Au départ, l’appellation «verte» ou «durable» a, entre autres, été utilisée par les locateurs pour attirer des locataires de prestige et leur soutirer un loyer plus élevé. Ainsi, on quantifiait l’effet financier d’une augmentation de la loyauté envers notre marque, élément difficile à quantifier.

La prolifération des bâtiments certifiés LEED a permis de quantifier le délai de récupération («payback») des investissements, qui s’est avéré concret et positif. De plus, il a été découvert que l’écart de prix entre une construction durable et une construction conventionnelle s’est amenuisé (1 à 3 % de surcoût seulement). L’arrivée de nouvelles données a aussi permis le développement et le raffinement des modèles conceptuels de calcul. Au départ, les études tenaient seulement compte des premiers coûts (coûts de construction) au lieu d’une analyse du coût sur l’ensemble du cycle de vie du bâtiment. Plusieurs de ces études ont montré que les coûts de construction représentent moins de 6% du coût d’un bâtiment sur une période de 30 ans, si on considère les coûts d’opération et le coût de la main d’œuvre qui y travaille.

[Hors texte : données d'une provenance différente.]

//! Core JSON-RPC 2.0 protocol types
//!
//! Request, response and error objects as exchanged over the framed
//! transports, plus the mapping from [`CloudwrightError`] to error objects.

use serde::{Deserialize, Serialize};

use crate::CloudwrightError;

/// JSON-RPC 2.0 Request
#[derive(Debug, Clone, Serialize, Deserialize)]
pub struct JsonRpcRequest {
    pub jsonrpc: String,
    pub method: String,
    #[serde(skip_serializing_if = "Option::is_none")]
    pub params: Option<serde_json::Value>,
    /// Request ID (string or number); absent for notifications
    #[serde(skip_serializing_if = "Option::is_none")]
    pub id: Option<serde_json::Value>,
}

/// JSON-RPC 2.0 Response
#[derive(Debug, Clone, Serialize, Deserialize)]
pub struct JsonRpcResponse {
    pub jsonrpc: String,
    #[serde(skip_serializing_if = "Option::is_none")]
    pub result: Option<serde_json::Value>,
    #[serde(skip_serializing_if = "Option::is_none")]
    pub error: Option<JsonRpcError>,
    pub id: Option<serde_json::Value>,
}

/// JSON-RPC 2.0 Error object
#[derive(Debug, Clone, Serialize, Deserialize, PartialEq)]
pub struct JsonRpcError {
    pub code: i32,
    pub message: String,
    #[serde(skip_serializing_if = "Option::is_none")]
    pub data: Option<serde_json::Value>,
}

impl std::fmt::Display for JsonRpcError {
    fn fmt(&self, f: &mut std::fmt::Formatter<'_>) -> std::fmt::Result {
        write!(f, "{} ({})", self.message, self.code)
    }
}

/// Standard JSON-RPC 2.0 error codes plus the server's application codes
pub mod error_codes {
    pub const PARSE_ERROR: i32 = -32700;
    pub const INVALID_REQUEST: i32 = -32600;
    pub const METHOD_NOT_FOUND: i32 = -32601;
    pub const INVALID_PARAMS: i32 = -32602;
    pub const INTERNAL_ERROR: i32 = -32603;

    pub const TRANSPORT_ERROR: i32 = -32001;
    pub const REQUEST_NOT_FOUND: i32 = -32003;
    pub const CONFIGURATION_ERROR: i32 = -32014;
    pub const INSUFFICIENT_CONTEXT: i32 = -32020;
    pub const INVALID_STATE: i32 = -32021;
    pub const UNKNOWN_RESOURCE: i32 = -32022;
    pub const OVERLOADED: i32 = -32023;
    pub const STORE_UNAVAILABLE: i32 = -32024;
    pub const UNAUTHORIZED: i32 = -32025;
}

impl JsonRpcRequest {
    pub fn new(method: impl Into<String>, params: Option<serde_json::Value>, id: Option<serde_json::Value>) -> Self {
        Self {
            jsonrpc: "2.0".to_string(),
            method: method.into(),
            params,
            id,
        }
    }

    /// Check if this is a notification (no response expected)
    pub fn is_notification(&self) -> bool {
        self.id.is_none()
    }

    /// Validate the request structure
    pub fn validate(&self) -> Result<(), JsonRpcError> {
        if self.jsonrpc != "2.0" {
            return Err(JsonRpcError::custom(
                error_codes::INVALID_REQUEST,
                "Invalid JSON-RPC version".to_string(),
                None,
            ));
        }

        if self.method.is_empty() {
            return Err(JsonRpcError::custom(
                error_codes::INVALID_REQUEST,
                "Method name cannot be empty".to_string(),
                None,
            ));
        }

        if self.method.starts_with("rpc.") {
            return Err(JsonRpcError::custom(
                error_codes::INVALID_REQUEST,
                "Method names starting with 'rpc.' are reserved".to_string(),
                None,
            ));
        }

        if let Some(params) = &self.params {
            if !(params.is_object() || params.is_array() || params.is_null()) {
                return Err(JsonRpcError::custom(
                    error_codes::INVALID_REQUEST,
                    "params must be an object or array".to_string(),
                    None,
                ));
            }
        }

        Ok(())
    }
}

impl JsonRpcResponse {
    pub fn success(result: serde_json::Value, id: Option<serde_json::Value>) -> Self {
        Self {
            jsonrpc: "2.0".to_string(),
            result: Some(result),
            error: None,
            id,
        }
    }

    pub fn error(error: JsonRpcError, id: Option<serde_json::Value>) -> Self {
        Self {
            jsonrpc: "2.0".to_string(),
            result: None,
            error: Some(error),
            id,
        }
    }

    pub fn parse_error(detail: impl Into<String>) -> Self {
        Self::error(
            JsonRpcError::custom(
                error_codes::PARSE_ERROR,
                "Parse error".to_string(),
                Some(serde_json::json!({ "detail": detail.into() })),
            ),
            None,
        )
    }

    pub fn method_not_found(method: &str, id: Option<serde_json::Value>) -> Self {
        Self::error(
            JsonRpcError::custom(
                error_codes::METHOD_NOT_FOUND,
                "Method not found".to_string(),
                Some(serde_json::json!({ "method": method })),
            ),
            id,
        )
    }

    /// Unwrap into the result value, turning an error object into `Err`
    pub fn into_result(self) -> Result<serde_json::Value, JsonRpcError> {
        match (self.result, self.error) {
            (_, Some(error)) => Err(error),
            (Some(result), None) => Ok(result),
            (None, None) => Ok(serde_json::Value::Null),
        }
    }
}

impl JsonRpcError {
    /// Create a custom application error
    pub fn custom(code: i32, message: String, data: Option<serde_json::Value>) -> Self {
        Self { code, message, data }
    }

    /// Stable error kind carried in `data.kind`, if present
    pub fn kind(&self) -> Option<&str> {
        self.data.as_ref()?.get("kind")?.as_str()
    }
}

impl From<CloudwrightError> for JsonRpcError {
    fn from(error: CloudwrightError) -> Self {
        let mut data = serde_json::json!({ "kind": error.kind() });
        if let Some(request_id) = error.request_id() {
            data["request_id"] = serde_json::Value::String(request_id.to_string());
        }

        JsonRpcError {
            code: error.error_code(),
            message: error.user_message(),
            data: Some(data),
        }
    }
}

Un bâtiment durable offre bien souvent une qualité d’air supérieure, de l’éclairage naturel, des températures mieux contrôlées par les occupants et une réduction des toxines provenant des matériaux de construction utilisés. Dans une étude canadienne sur les bâtiments durables, menée auprès de 200 firmes, 60% d’entres elles mentionnent que la tendance à favoriser la santé et le bien-être des occupants constitue actuellement le principal incitatif à bâtir «vert». De plus, depuis 2012, la certification américaine incorpore l’ergonomie et y attribue même un crédit pilote sous la catégorie Innovation et processus de design. Dans le cadre de la certification canadienne, l’intégration de l’ergonomie a reçu une interprétation de crédit favorable (CIR 1079). Ainsi, les outils permettant de calculer le coût réel d’un bâtiment, non pas seulement son coût initial, se multiplient avec les concepts, entre autres, de life cycle cost, cost in use et whole life costing, ces termes renvoyant, d’une manière stricte ou étendue, au concept de coût global du cycle de vie.

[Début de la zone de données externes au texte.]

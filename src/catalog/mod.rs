//! Static knowledge of provisionable resource types, compute shapes and prices.

use serde::{Deserialize, Serialize};
use std::fmt;

use crate::config::settings::PricingConfig;

pub mod shapes;

pub use shapes::{ComputeShape, ShapeRange};

/// Smallest block volume the provider will create, in GB
pub const MIN_BLOCK_VOLUME_GB: u64 = 50;

#[derive(Debug, Clone, Copy, PartialEq, Eq, Hash, Serialize, Deserialize)]
#[serde(rename_all = "snake_case")]
pub enum ResourceType {
    Compute,
    Network,
    Storage,
    Database,
    LoadBalancer,
    Kubernetes,
}

impl ResourceType {
    pub fn all() -> &'static [ResourceType] {
        &[
            ResourceType::Compute,
            ResourceType::Network,
            ResourceType::Storage,
            ResourceType::Database,
            ResourceType::LoadBalancer,
            ResourceType::Kubernetes,
        ]
    }

    pub fn as_str(&self) -> &'static str {
        match self {
            ResourceType::Compute => "compute",
            ResourceType::Network => "network",
            ResourceType::Storage => "storage",
            ResourceType::Database => "database",
            ResourceType::LoadBalancer => "load_balancer",
            ResourceType::Kubernetes => "kubernetes",
        }
    }

    /// Provider offerings that fall under this type
    pub fn offerings(&self) -> &'static [&'static str] {
        match self {
            ResourceType::Compute => &["Compute Instance"],
            ResourceType::Network => &[
                "Virtual Cloud Network",
                "Subnet",
                "Internet Gateway",
                "Route Table",
                "Security List",
                "Network Security Group",
            ],
            ResourceType::Storage => &["Block Volume", "Object Storage Bucket", "File Storage"],
            ResourceType::Database => &["Autonomous Database"],
            ResourceType::LoadBalancer => &["Load Balancer"],
            ResourceType::Kubernetes => &["Kubernetes Cluster"],
        }
    }
}

impl fmt::Display for ResourceType {
    fn fmt(&self, f: &mut fmt::Formatter<'_>) -> fmt::Result {
        f.write_str(self.as_str())
    }
}

#[derive(Debug, Clone, Serialize, Deserialize)]
pub struct ResourceTypeInfo {
    pub resource_type: ResourceType,
    pub offerings: Vec<String>,
}

/// Read-only catalog shared by the analyzer and the transports
#[derive(Debug, Clone)]
pub struct Catalog {
    pricing: PricingConfig,
}

impl Catalog {
    pub fn new(pricing: PricingConfig) -> Self {
        Self { pricing }
    }

    pub fn pricing(&self) -> &PricingConfig {
        &self.pricing
    }

    pub fn resource_types(&self) -> Vec<ResourceTypeInfo> {
        ResourceType::all()
            .iter()
            .map(|t| ResourceTypeInfo {
                resource_type: *t,
                offerings: t.offerings().iter().map(|s| s.to_string()).collect(),
            })
            .collect()
    }

    pub fn compute_shapes(&self) -> Vec<ComputeShape> {
        shapes::builtin_shapes()
    }

    pub fn shape(&self, name: &str) -> Option<ComputeShape> {
        shapes::builtin_shapes().into_iter().find(|s| s.name == name)
    }

    pub fn compute_monthly_cost(&self, ocpus: u32, instance_count: u32) -> f64 {
        self.pricing.compute_ocpu_month * ocpus as f64 * instance_count as f64
    }

    pub fn load_balancer_monthly_cost(&self, min_bandwidth_mbps: u32) -> f64 {
        self.pricing.load_balancer_base_month
            + self.pricing.load_balancer_mbps_hour
                * self.pricing.hours_per_month
                * min_bandwidth_mbps as f64
    }

    pub fn database_monthly_cost(&self, cpu_core_count: u32) -> f64 {
        self.pricing.database_ocpu_month * cpu_core_count as f64
    }

    /// Block volume cost; sizes below the provider minimum are billed at the minimum
    pub fn block_storage_monthly_cost(&self, size_gb: u64) -> f64 {
        self.pricing.storage_gb_month * size_gb.max(MIN_BLOCK_VOLUME_GB) as f64
    }

    pub fn bucket_monthly_cost(&self) -> f64 {
        self.pricing.storage_gb_month * self.pricing.bucket_default_gb
    }

    pub fn network_monthly_cost(&self) -> f64 {
        0.0
    }
}

impl Default for Catalog {
    fn default() -> Self {
        Self::new(PricingConfig::default())
    }
}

Selon l’auteur, le bâtiment durable aurait donc atteint le stade 3 des dossiers de décision, étape où les bénéfices secondaires apparaissent. De plus, c’est à ce moment que les prix continuent de chuter et que les différents intervenants deviennent de plus en plus aptes à quantifier les bénéfices secondaires. Nous suivrons donc attentivement ce dossier.